(MATERIAL SHOWN begins)

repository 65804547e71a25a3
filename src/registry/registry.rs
//! Function Registry
//!
//! In-memory map from function names to their bindings. Each binding lives in its
//! own `DashMap` entry, so mutations serialize per function and a lookup always
//! clones a binding that is not mid-update.

use super::types::*;
use crate::error::RouterError;
use crate::protocol::messages::DataMessage;

use dashmap::DashMap;
use dashmap::mapref::entry::Entry;
use std::sync::Arc;
use std::sync::atomic::{AtomicU32, Ordering};
use tokio::sync::mpsc;

/// Whether `register_function` created a binding or updated an existing one.
#[derive(Debug, Clone, Copy, PartialEq, Eq)]
pub enum Registration {
    Created,
    Updated,
}

pub struct FunctionRegistry {
    bindings: DashMap<String, FunctionBinding>,
    /// Reverse index used by `unbind_worker`.
    worker_index: DashMap<WorkerId, String>,
    next_route: AtomicU32,
}

impl FunctionRegistry {
    pub fn new() -> Arc<Self> {
        Arc::new(Self::default())
    }

    /// Creates the binding for `config.function_name`, or replaces its config.
    ///
    /// Calls already in flight keep the deadline they were dispatched with; a lower
    /// `max_concurrency` only affects future admissions.
    pub fn register_function(&self, config: FunctionConfig) -> (Registration, FunctionBinding) {
        match self.bindings.entry(config.function_name.clone()) {
            Entry::Occupied(mut entry) => {
                let binding = entry.get_mut();
                if binding.config != config {
                    tracing::info!(
                        "Updated function '{}': timeout {}ms -> {}ms, max_concurrency {} -> {}",
                        config.function_name,
                        binding.config.timeout_ms,
                        config.timeout_ms,
                        binding.config.max_concurrency,
                        config.max_concurrency
                    );
                }
                binding.config = config;
                (Registration::Updated, binding.clone())
            }
            Entry::Vacant(entry) => {
                tracing::info!(
                    "Registered function '{}' (timeout {}ms, max_concurrency {})",
                    config.function_name,
                    config.timeout_ms,
                    config.max_concurrency
                );
                let binding = entry.insert(FunctionBinding::new(config));
                (Registration::Created, binding.clone())
            }
        }
    }

    /// Attaches a worker to the binding for `function_name`, creating the binding
    /// from the worker's declared config if needed. The first worker of a binding
    /// without a route gets one assigned.
    pub fn bind_worker(
        &self,
        function_name: &str,
        worker: Arc<WorkerHandle>,
    ) -> Result<FunctionBinding, RouterError> {
        match self.worker_index.entry(worker.id) {
            Entry::Occupied(entry) => {
                return Err(RouterError::DuplicateFunction {
                    worker_id: worker.id,
                    function_name: entry.get().clone(),
                });
            }
            Entry::Vacant(entry) => {
                entry.insert(function_name.to_string());
            }
        }

        let mut binding = self
            .bindings
            .entry(function_name.to_string())
            .or_insert_with(|| FunctionBinding::new(worker.declared.clone()));

        let route = match binding.route {
            Some(route) => route,
            None => {
                let route = RouteId(self.next_route.fetch_add(1, Ordering::SeqCst));
                binding.route = Some(route);
                tracing::info!("Assigned route {} to function '{}'", route, function_name);
                route
            }
        };

        binding.workers.insert(worker.id, worker.clone());

        tracing::info!(
            "Bound worker {} ({}) to '{}' on route {} ({} workers)",
            worker.id,
            worker.uuid,
            function_name,
            route,
            binding.workers.len()
        );

        Ok(binding.clone())
    }

    /// Detaches a worker. The binding stays behind, inactive, when it was the last one.
    pub fn unbind_worker(&self, worker_id: WorkerId) -> Option<Arc<WorkerHandle>> {
        let (_, function_name) = self.worker_index.remove(&worker_id)?;
        let mut binding = self.bindings.get_mut(&function_name)?;
        let worker = binding.workers.remove(&worker_id);

        if worker.is_some() {
            tracing::info!(
                "Unbound worker {} from '{}' ({} workers left)",
                worker_id,
                function_name,
                binding.workers.len()
            );
            if binding.workers.is_empty() {
                tracing::info!("Function '{}' has no workers, binding inactive", function_name);
            }
        }

        worker
    }

    /// Returns a snapshot of the binding for `function_name`.
    pub fn lookup(&self, function_name: &str) -> Result<FunctionBinding, RouterError> {
        let binding = self
            .bindings
            .get(function_name)
            .ok_or_else(|| RouterError::UnknownFunction(function_name.to_string()))?;

        if !binding.is_active() {
            return Err(RouterError::NoWorkersAvailable(function_name.to_string()));
        }

        Ok(binding.clone())
    }

    /// Moves a bound worker to `Active` by attaching its data channel.
    pub fn activate_worker(
        &self,
        worker_id: WorkerId,
        data_tx: mpsc::Sender<DataMessage>,
    ) -> anyhow::Result<Arc<WorkerHandle>> {
        let worker = self
            .worker(worker_id)
            .ok_or_else(|| anyhow::anyhow!("Worker {} is not bound", worker_id))?;

        if worker.is_closed() {
            return Err(anyhow::anyhow!("Worker {} was removed", worker_id));
        }
        if !worker.attach_data_channel(data_tx) {
            return Err(anyhow::anyhow!(
                "Worker {} already has a data channel",
                worker_id
            ));
        }

        tracing::info!(
            "Worker {} active for '{}'",
            worker_id,
            worker.function_name()
        );

        Ok(worker)
    }

    pub fn worker(&self, worker_id: WorkerId) -> Option<Arc<WorkerHandle>> {
        let function_name = self.worker_index.get(&worker_id)?.value().clone();
        let binding = self.bindings.get(&function_name)?;
        binding.workers.get(&worker_id).cloned()
    }

    pub fn route_of(&self, function_name: &str) -> Option<RouteId> {
        self.bindings.get(function_name).and_then(|b| b.route)
    }

    /// Summaries of every binding, active or not, sorted by function name.
    pub fn functions(&self) -> Vec<FunctionSummary> {
        let mut functions: Vec<FunctionSummary> = self
            .bindings
            .iter()
            .map(|entry| FunctionSummary::from(entry.value()))
            .collect();
        functions.sort_by(|a, b| a.config.function_name.cmp(&b.config.function_name));
        functions
    }

    pub fn function_count(&self) -> usize {
        self.bindings.len()
    }

    pub fn worker_count(&self) -> usize {
        self.worker_index.len()
    }
}

impl Default for FunctionRegistry {
    fn default() -> Self {
        Self {
            bindings: DashMap::new(),
            worker_index: DashMap::new(),
            next_route: AtomicU32::new(0),
        }
    }
}
//! Dispatch Module
//!
//! Routes calls to workers and keeps the in-flight table consistent.
//!
//! ## Call Lifecycle
//! 1. **Admission**: the least-busy active worker below the function's
//!    `max_concurrency` is chosen (ties go to the lowest worker id) and one of its
//!    slots is claimed with compare-and-swap. No worker with a free slot means the
//!    call fails with `Saturated` right away; nothing is queued.
//! 2. **In flight**: the call is recorded with a deadline of `now + timeout_ms` and
//!    forwarded on the worker's data channel.
//! 3. **Resolution**: a reply, the `TimeoutSupervisor`, or the worker's retirement
//!    removes the entry. Whoever removes it resolves the caller and frees the slot,
//!    so every call resolves exactly once.
//!
//! ## Submodules
//! - **`dispatcher`**: selection, forwarding, reply matching and worker retirement.
//! - **`supervisor`**: the recurring deadline scan that times out calls and sends kill signals.
//! - **`types`**: the in-flight call record.

pub mod dispatcher;
pub mod supervisor;
pub mod types;
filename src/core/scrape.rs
use regex::Regex;
use std::sync::LazyLock;

static SCRIPT_RE: LazyLock<Regex> = LazyLock::new(|| {
    Regex::new(r"(?is)<script\b[^>]*>(.*?)</script\s*>").expect("static regex")
});

/// Find the exposure CSV link in the page HTML.
///
/// Only `<script>` bodies are searched; the page embeds the link in an inline
/// script rather than an anchor. Returns the first match.
pub fn find_csv_location(html: &str, csv_pattern: &Regex) -> Option<String> {
    SCRIPT_RE
        .captures_iter(html)
        .filter_map(|caps| caps.get(1))
        .find_map(|body| csv_pattern.find(body.as_str()))
        .map(|m| m.as_str().to_string())
}
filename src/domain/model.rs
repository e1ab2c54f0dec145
use chrono::{DateTime, Utc};
use serde::{Deserialize, Serialize};
use std::collections::{BTreeMap, BTreeSet};

/// 來源 CSV 必須完全符合的欄位集合（順序不拘）
pub const FIELDS: [&str; 10] = [
    "Event Id",
    "Status",
    "Exposure Site",
    "Street",
    "Suburb",
    "State",
    "Date",
    "Arrival Time",
    "Departure Time",
    "Contact",
];

pub const EVENT_ID_FIELD: &str = "Event Id";
pub const STATUS_FIELD: &str = "Status";
pub const SITE_FIELD: &str = "Exposure Site";
pub const SUBURB_FIELD: &str = "Suburb";
pub const DATE_FIELD: &str = "Date";
pub const REGION_FIELD: &str = "Region";

#[derive(Debug, Clone, PartialEq, Eq, Serialize, Deserialize)]
pub struct Field {
    pub name: String,
    pub value: String,
}

/// One row of the exposure CSV. Fields keep the column order they were read in.
#[derive(Debug, Clone, Default, PartialEq, Eq, Serialize, Deserialize)]
pub struct Exposure {
    pub fields: Vec<Field>,
    #[serde(default)]
    pub id: String,
}

impl Exposure {
    pub fn from_pairs<K, V, I>(pairs: I) -> Self
    where
        K: Into<String>,
        V: Into<String>,
        I: IntoIterator<Item = (K, V)>,
    {
        Self {
            fields: pairs
                .into_iter()
                .map(|(name, value)| Field {
                    name: name.into(),
                    value: value.into(),
                })
                .collect(),
            id: String::new(),
        }
    }

    pub fn get(&self, name: &str) -> Option<&str> {
        self.fields
            .iter()
            .find(|f| f.name == name)
            .map(|f| f.value.as_str())
    }

    /// 已存在的欄位就地替換，否則附加在最後
    pub fn set(&mut self, name: &str, value: impl Into<String>) {
        let value = value.into();
        match self.fields.iter_mut().find(|f| f.name == name) {
            Some(field) => field.value = value,
            None => self.fields.push(Field {
                name: name.to_string(),
                value,
            }),
        }
    }

    pub fn site(&self) -> &str {
        self.get(SITE_FIELD).unwrap_or_default()
    }

    pub fn suburb(&self) -> &str {
        self.get(SUBURB_FIELD).unwrap_or_default()
    }

    pub fn date(&self) -> &str {
        self.get(DATE_FIELD).unwrap_or_default()
    }

    /// Item title, `Suburb:Exposure Site`.
    pub fn title(&self) -> String {
        format!("{}:{}", self.suburb(), self.site())
    }
}

#[derive(Debug, Clone, PartialEq, Eq, Serialize, Deserialize)]
pub struct TrackedExposure {
    pub exposure: Exposure,
    pub first_seen: DateTime<Utc>,
}

/// One summary feed item, produced by a run that found new exposures.
#[derive(Debug, Clone, PartialEq, Eq, Serialize, Deserialize)]
pub struct SummaryEntry {
    pub id: String,
    pub title: String,
    pub description: String,
    pub published: DateTime<Utc>,
}

/// Everything persisted between runs.
#[derive(Debug, Clone, Default, PartialEq, Eq, Serialize, Deserialize)]
pub struct FeedState {
    #[serde(default)]
    pub exposures: BTreeMap<String, TrackedExposure>,
    /// newest first
    #[serde(default)]
    pub summaries: Vec<SummaryEntry>,
}

impl FeedState {
    pub fn ids(&self) -> BTreeSet<&str> {
        self.exposures.keys().map(String::as_str).collect()
    }
}

/// transform 階段的結果
#[derive(Debug, Clone)]
pub struct FeedUpdate {
    pub state: FeedState,
    pub new_exposures: Vec<Exposure>,
    pub changed: bool,
    pub generated_at: DateTime<Utc>,
}

#[derive(Debug, Clone, Default, PartialEq, Eq)]
pub struct RunReport {
    pub locations: usize,
    pub new_locations: usize,
    pub changed: bool,
    pub written: Vec<String>,
}
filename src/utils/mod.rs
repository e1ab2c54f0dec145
pub mod error;
pub mod logger;
pub mod monitor;
pub mod validation;
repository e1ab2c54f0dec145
use super::{render_channel, ChannelMeta};
use crate::core::identity::digest_id;
use crate::domain::model::{Exposure, FeedState, SummaryEntry};
use crate::utils::error::Result;
use chrono::{DateTime, Utc};
use rss::{GuidBuilder, Item, ItemBuilder};
use std::collections::BTreeMap;

/// Build the summary item for one run's new exposures, or `None` if there
/// were none.
pub fn summarise(new_exposures: &[Exposure], now: DateTime<Utc>) -> Option<SummaryEntry> {
    if new_exposures.is_empty() {
        return None;
    }

    let mut per_suburb: BTreeMap<&str, usize> = BTreeMap::new();
    for exposure in new_exposures {
        *per_suburb.entry(exposure.suburb()).or_default() += 1;
    }
    let description: String = per_suburb
        .iter()
        .map(|(suburb, count)| format!("<b>{}:</b>{}<br/>", suburb, count))
        .collect();

    let count = new_exposures.len();
    let title = if count == 1 {
        "1 additional exposure site".to_string()
    } else {
        format!("{} additional exposure sites", count)
    };

    let mut ids: Vec<&str> = new_exposures.iter().map(|e| e.id.as_str()).collect();
    ids.sort_unstable();

    Some(SummaryEntry {
        id: digest_id(ids),
        title,
        description,
        published: now,
    })
}

/// 新增 summary 並只保留最近 `retention` 筆
pub fn record_summary(
    state: &mut FeedState,
    new_exposures: &[Exposure],
    now: DateTime<Utc>,
    retention: usize,
) -> Option<SummaryEntry> {
    let entry = summarise(new_exposures, now)?;
    state.summaries.insert(0, entry.clone());
    state.summaries.truncate(retention);
    Some(entry)
}

fn to_item(entry: &SummaryEntry, link: &str) -> Item {
    ItemBuilder::default()
        .title(entry.title.clone())
        .link(link.to_string())
        .description(entry.description.clone())
        .guid(
            GuidBuilder::default()
                .permalink(false)
                .value(entry.id.clone())
                .build(),
        )
        .pub_date(entry.published.to_rfc2822())
        .build()
}

/// Render the summary feed, one item per run that found new exposures.
pub fn summarise_feed(state: &FeedState, meta: ChannelMeta<'_>, now: DateTime<Utc>) -> Result<String> {
    let items = state
        .summaries
        .iter()
        .map(|entry| to_item(entry, meta.link))
        .collect();
    render_channel(meta, items, now)
}

#[cfg(test)]
mod tests {
    use super::*;
    use chrono::TimeZone;

    const META: ChannelMeta<'static> = ChannelMeta {
        title: "ACT Exposure Summaries",
        link: "https://www.covid19.act.gov.au/act-status-and-response/act-covid-19-exposure-locations",
        description: "Feed scraped from ACT exposure website",
    };

    fn exposure(id: &str, suburb: &str) -> Exposure {
        let mut e = Exposure::from_pairs([("Suburb", suburb), ("Exposure Site", id)]);
        e.id = id.to_string();
        e
    }

    #[test]
    fn test_summarise_counts_per_suburb() {
        let new = vec![
            exposure("a", "Fyshwick"),
            exposure("b", "Nicholls"),
            exposure("c", "Fyshwick"),
        ];
        let entry = summarise(&new, Utc.timestamp_opt(1, 0).unwrap()).unwrap();

        assert_eq!(entry.title, "3 additional exposure sites");
        assert_eq!(entry.description, "<b>Fyshwick:</b>2<br/><b>Nicholls:</b>1<br/>");
        assert_eq!(entry.id, digest_id(["a", "b", "c"]));
    }

    #[test]
    fn test_summary_id_ignores_row_order() {
        let now = Utc.timestamp_opt(1, 0).unwrap();
        let forward = summarise(&[exposure("a", "Reid"), exposure("b", "Reid")], now).unwrap();
        let backward = summarise(&[exposure("b", "Reid"), exposure("a", "Reid")], now).unwrap();
        assert_eq!(forward.id, backward.id);
    }

    #[test]
    fn test_single_site_title_and_empty_run() {
        let now = Utc.timestamp_opt(1, 0).unwrap();
        let entry = summarise(&[exposure("a", "Reid")], now).unwrap();
        assert_eq!(entry.title, "1 additional exposure site");
        assert!(summarise(&[], now).is_none());
    }

    #[test]
    fn test_record_summary_keeps_newest_within_retention() {
        let mut state = FeedState::default();
        for secs in 1..=4 {
            let id = format!("e{}", secs);
            record_summary(
                &mut state,
                &[exposure(&id, "Reid")],
                Utc.timestamp_opt(secs, 0).unwrap(),
                3,
            );
        }

        assert_eq!(state.summaries.len(), 3);
        assert_eq!(state.summaries[0].published, Utc.timestamp_opt(4, 0).unwrap());
        assert_eq!(state.summaries[2].published, Utc.timestamp_opt(2, 0).unwrap());
    }

    #[test]
    fn test_summarise_feed() {
        let mut state = FeedState::default();
        let published = Utc.timestamp_opt(1, 0).unwrap();
        record_summary(
            &mut state,
            &[exposure("a", "Fyshwick"), exposure("b", "Fyshwick"), exposure("c", "Nicholls")],
            published,
            50,
        );

        let xml = summarise_feed(&state, META, Utc::now()).unwrap();
        let channel = rss::Channel::read_from(xml.as_bytes()).unwrap();

        assert_eq!(channel.title(), "ACT Exposure Summaries");
        assert_eq!(channel.items().len(), 1);
        let item = &channel.items()[0];
        assert_eq!(item.title(), Some("3 additional exposure sites"));
        assert_eq!(item.link(), Some(META.link));
        let pub_date = DateTime::parse_from_rfc2822(item.pub_date().unwrap()).unwrap();
        assert_eq!(pub_date, published);
        assert_eq!(
            item.description(),
            Some("<b>Fyshwick:</b>2<br/><b>Nicholls:</b>1<br/>")
        );
    }
}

(MATERIAL SHOWN ends)

▶ [REQUIREMENT]: Search the material above for "reply". Pull out each line where it shows up.

▶ [RESULT OF THIS TASK]:
//! 3. **Resolution**: a reply, the `TimeoutSupervisor`, or the worker's retirement
//! - **`dispatcher`**: selection, forwarding, reply matching and worker retirement.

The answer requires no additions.